Note: When a timeout occurs, it usually means this node is being overloaded and cannot flush in a timely manner. Live indexing increases the time to flush asynchronous index updates.
Default: 5
load_max_time_per_core 
The maximum time in minutes wait for each Solr core to load on startup or create/reload operations, expressed. This advanced option should be changed only if exceptions happen during core loading. Default: 1 (if not specified)
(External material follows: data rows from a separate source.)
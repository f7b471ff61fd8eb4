// tests/streaming.rs

mod common;

use std::time::{Duration, Instant};

use common::{fixture_request, init_tracing, with_timeout, TestResult};
use procexec::errors::ProcExecError;
use procexec::exec::execute_and_read;
use procexec::ExecRequest;

#[tokio::test]
async fn yields_stdout_lines_in_order() -> TestResult {
    init_tracing();

    let lines = execute_and_read(&fixture_request(&[]), None).await?;
    let collected = with_timeout(lines.collect_lines()).await?;

    assert_eq!(collected, vec!["aaa", "bbb", "", "ccc"]);
    Ok(())
}

#[tokio::test]
async fn unexpected_exit_code_fails_after_the_lines() -> TestResult {
    init_tracing();

    let mut lines = execute_and_read(&fixture_request(&["99"]), None).await?;

    let first = with_timeout(lines.next_line()).await?;
    assert_eq!(first.as_deref(), Some("arg0: 99"));

    match with_timeout(lines.next_line()).await {
        Err(ProcExecError::ProcessExecutionFailed(result)) => {
            assert_eq!(result.exit_code, 99);
            assert_eq!(result.standard_output, "arg0: 99\n");
            assert!(result.command_line.contains("procexec-fixture"));
        }
        other => panic!("expected ProcessExecutionFailed, got {other:?}"),
    }

    assert_eq!(with_timeout(lines.next_line()).await?, None);
    Ok(())
}

#[tokio::test]
async fn failure_carries_the_captured_stderr() -> TestResult {
    init_tracing();

    let lines = execute_and_read(&fixture_request(&[]), Some(&[1])).await?;

    match with_timeout(lines.collect_lines()).await {
        Err(err) => {
            let result = err.result().expect("failure should carry a result");
            assert_eq!(result.exit_code, 0);
            assert_eq!(result.error_output, "ddd\neee\n\nfff\n");
            assert_eq!(result.standard_output, "aaa\nbbb\n\nccc\n");
        }
        Ok(lines) => panic!("expected failure, got {lines:?}"),
    }
    Ok(())
}

#[tokio::test]
async fn custom_success_codes_are_accepted() -> TestResult {
    init_tracing();

    let lines = execute_and_read(&fixture_request(&["3"]), Some(&[0, 3])).await?;
    let collected = with_timeout(lines.collect_lines()).await?;

    assert_eq!(collected, vec!["arg0: 3"]);
    Ok(())
}

#[tokio::test]
async fn invalid_request_fails_before_reading() {
    init_tracing();

    let request = ExecRequest::new("").working_dir("relative");
    match execute_and_read(&request, None).await {
        Err(ProcExecError::InvalidArgument { name, .. }) => assert_eq!(name, "working_dir"),
        other => panic!("expected InvalidArgument, got {other:?}"),
    }
}

#[tokio::test]
async fn lines_arrive_while_the_process_is_still_running() -> TestResult {
    init_tracing();
    let started = Instant::now();

    let mut lines = execute_and_read(&fixture_request(&["pause", "3000"]), None).await?;

    let first = with_timeout(lines.next_line()).await?;
    assert_eq!(first.as_deref(), Some("first"));
    assert!(
        started.elapsed() < Duration::from_millis(2000),
        "first line took {:?}",
        started.elapsed()
    );

    let rest = with_timeout(lines.collect_lines()).await?;
    assert_eq!(rest, vec!["second"]);
    assert!(started.elapsed() >= Duration::from_millis(3000));
    Ok(())
}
Cassandra disk failure policy 

enable_index_disk_failure_policy 
DSE Search activates the configured Cassandra disk failure policy if IOExceptions occur during index update operations. Default: false

Solr CQL query options 

Available options for CQL Solr queries.

solr_data_dir 
The directory to store index data. By default, the Solr data is saved in cassandra_data_dir/solr.data, or as specified by the dse.solr.data.dir system property.
cql_solr_query_executor_threads 
The maximum number of threads for retrieving rows during CQL Solr queries. This value is cross-request and cross-core. Default: number of available processors * 10
cql_solr_query_row_timeout 
The maximum time in milliseconds to wait for each row to be read from Cassandra during CQL Solr queries. Default: 10000 milliseconds (10 seconds)
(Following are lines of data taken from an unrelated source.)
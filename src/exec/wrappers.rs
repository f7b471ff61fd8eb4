// src/exec/wrappers.rs

//! Front ends that only rewrite `(program, args)` before delegating.
//!
//! - `*_any`: run through the platform's launcher (`cmd /c` on Windows, `env`
//!   elsewhere), so bare program names are looked up on `PATH` and scripts run.
//! - `*_host`: when a runtime host program is known (for example the current
//!   process itself runs under `dotnet`), run the target through that host.

use std::path::{Path, PathBuf};

use tracing::debug;

use crate::errors::Result;
use crate::exec::captured::{execute, execute_captured};
use crate::types::{ExecRequest, ExecutionResult};

#[cfg(windows)]
const SHELL_WRAPPER: (&str, &[&str]) = ("cmd", &["/c"]);

#[cfg(not(windows))]
const SHELL_WRAPPER: (&str, &[&str]) = ("env", &[]);

/// Program and leading arguments used to run "any" program.
pub fn shell_wrapper() -> (&'static str, &'static [&'static str]) {
    SHELL_WRAPPER
}

/// Rewrite a request to go through [`shell_wrapper`].
///
/// A request without a program is left alone so the delegated call rejects
/// it.
pub fn via_shell(request: &ExecRequest) -> ExecRequest {
    if request.program.is_empty() {
        return request.clone();
    }
    let (wrapper, wrapper_args) = shell_wrapper();
    request.clone().wrapped_by(wrapper, wrapper_args)
}

/// Rewrite a request to run under `host`, if there is one.
pub fn via_host(request: &ExecRequest, host: Option<&str>) -> ExecRequest {
    match host {
        Some(host) if !request.program.is_empty() => {
            debug!(host, program = %request.program, "running under host program");
            request.clone().wrapped_by(host, &[])
        }
        _ => request.clone(),
    }
}

pub async fn execute_any(request: &ExecRequest) -> Result<i32> {
    execute(&via_shell(request)).await
}

pub async fn execute_any_captured(request: &ExecRequest) -> Result<ExecutionResult> {
    execute_captured(&via_shell(request)).await
}

pub async fn execute_host(request: &ExecRequest, host: Option<&str>) -> Result<i32> {
    execute(&via_host(request, host)).await
}

pub async fn execute_host_captured(
    request: &ExecRequest,
    host: Option<&str>,
) -> Result<ExecutionResult> {
    execute_captured(&via_host(request, host)).await
}

/// The current executable, if it is one of the `known_hosts` (compared by
/// file stem, ignoring case).
pub fn detect_host_program<S: AsRef<str>>(known_hosts: &[S]) -> Option<PathBuf> {
    let exe = std::env::current_exe().ok()?;
    is_host_program(&exe, known_hosts).then_some(exe)
}

fn is_host_program<S: AsRef<str>>(exe: &Path, known_hosts: &[S]) -> bool {
    let Some(stem) = exe.file_stem().and_then(|s| s.to_str()) else {
        return false;
    };
    known_hosts
        .iter()
        .any(|host| host.as_ref().eq_ignore_ascii_case(stem))
}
CQL Performance Service options 

These settings are used by the Performance Service to configure how it collects performance metrics on Cassandra nodes. They are stored in the dse_perf keyspace and can be queried with CQL using any CQL-based utility, such as cqlsh, DataStax DevCenter, or any application using a Cassandra CQL driver.

cql_slow_log_options 
Report distributed sub-queries for Solr (query executions on individual shards) that take longer than a specified period of time.
  • enabled

    Enables (true) or disables (false) log entries for slow queries. Default: false

  • cql_slow_log_threshold_ms

    Defines the threshold time. Default: 100 milliseconds

  • cql_slow_log_ttl

    Defines the time to keep the slow query log entries. Default: 86400 milliseconds

  • async_writers

    Defines the number of server threads to dedicate to writing in the log. More than one server thread might degrade performance. Default: 1

See Collecting slow queries.

cql_system_info_options 
CQL system information tables settings
  • enabled

    Default: false

  • refresh_rate_ms

    Default: 10000 milliseconds

See Collecting system level diagnostics.

resource_level_latency_tracking_options 
Data resource latency tracking settings:
  • enabled

    Default: false

  • refresh_rate_ms

    Default: 10000 milliseconds

See Collecting system level diagnostics.

db_summary_stats_options 
Database summary statistics settings
  • enabled

    Default: false

  • refresh_rate_ms

    Default: 10000 milliseconds

See Collecting database summary diagnostics.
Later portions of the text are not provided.